O entendimento desfavorável à reforma do tema 677/STJ é abonado pelos argumentos de que os depósitos, ainda que para a garantia do juízo, têm o efeito de purgar a mora, uma vez o depósito judicial não impede que o credor tenha acesso absoluto aos valores, ainda que haja previsão de pagamento de caução por parte do credor.
Ademais, a tese contrária à reforma proposta pela controvérsia 190/STJ, entende que eventual demora na disponibilização do valor do depósito judicial ao credor se dá pelo exercício de cautela do juízo e não de atitude ou escolha do devedor depositante.

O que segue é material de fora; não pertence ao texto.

pub mod storage;
pub mod tracing;

use std::env;
use thiserror::Error;

/// Configuration error type
#[derive(Error, Debug)]
pub enum ConfigError {
    #[error("Environment variable '{0}' is required but not set")]
    MissingEnvVar(String),

    #[error("Failed to parse environment variable '{key}': {details}")]
    ParseError { key: String, details: String },
}

/// Application environment
#[derive(Clone, Debug, PartialEq, Eq)]
pub enum Environment {
    Development,
    Production,
}

impl Environment {
    pub fn from_env() -> Self {
        let app_env = env::var("APP_ENV").unwrap_or_else(|_| "development".to_string());

        if app_env.eq_ignore_ascii_case("production") {
            Environment::Production
        } else {
            Environment::Development
        }
    }

    pub fn is_production(&self) -> bool {
        matches!(self, Environment::Production)
    }

    pub fn is_development(&self) -> bool {
        matches!(self, Environment::Development)
    }
}

/// Trait for configuration that can be loaded from environment variables
pub trait FromEnv: Sized {
    fn from_env() -> Result<Self, ConfigError>;
}

/// Helper to load an environment variable with a default value
pub fn env_or_default(key: &str, default: &str) -> String {
    env::var(key).unwrap_or_else(|_| default.to_string())
}

/// Helper to load a required environment variable or return an error
pub fn env_required(key: &str) -> Result<String, ConfigError> {
    env::var(key).map_err(|_| ConfigError::MissingEnvVar(key.to_string()))
}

Há ainda, parte da corrente que defende a aplicação da atual redação do tema 677/STJ, também em relação aos depósitos judiciais para fins exclusivos de garantia do juízo, sob o receio de que o eventual acolhimento do overruling possa desestimular o devedor de oferecer dinheiro à penhora, incentivar a substituição de eventual penhora de dinheiro, e tornar a execução ainda mais morosa.
De toda sorte, a lei prevê que a responsabilidade do banco é remunerar o valor que foi confiado enquanto instituição depositária dos valores confiados pelo juízo.
Contudo, a atualização das instituições financeiras, normalmente, não coincide com correção monetária, juros e honorários previstos no título judicial. Assim, o insucesso do acesso ao valor depositado para garantia em juízo por parte do Exequente, acarreta prejuízo apenas ao credor.
Diante da divergência de entendimento sobre o tema a proposta da controvérsia 190/STJ é a adoção do entendimento de que na fase execução, o depósito para fins de garantia ou decorrente da penhora de ativos financeiros, não isenta o devedor do pagamento dos consectários de sua mora, que será calculado conforme o título executivo, atualizado até o efetivo repasse do dinheiro ao credor, deduzido do montante final o saldo da conta judicial.
Portanto, o resultado do julgamento poderá trazer novas conformações à fase de cumprimento de sentença, para o credor, para a instituição financeira depositária e, especialmente, em relação às obrigações do Executado, que poderá ser obrigado a pagar o saldo remanescente do título executivo após o julgamento da impugnação que apresentou.
Ana Caroline de Oliveira Castro
Advogada do escritório Santos Perego & Nunes da Cunha Advogados Associados.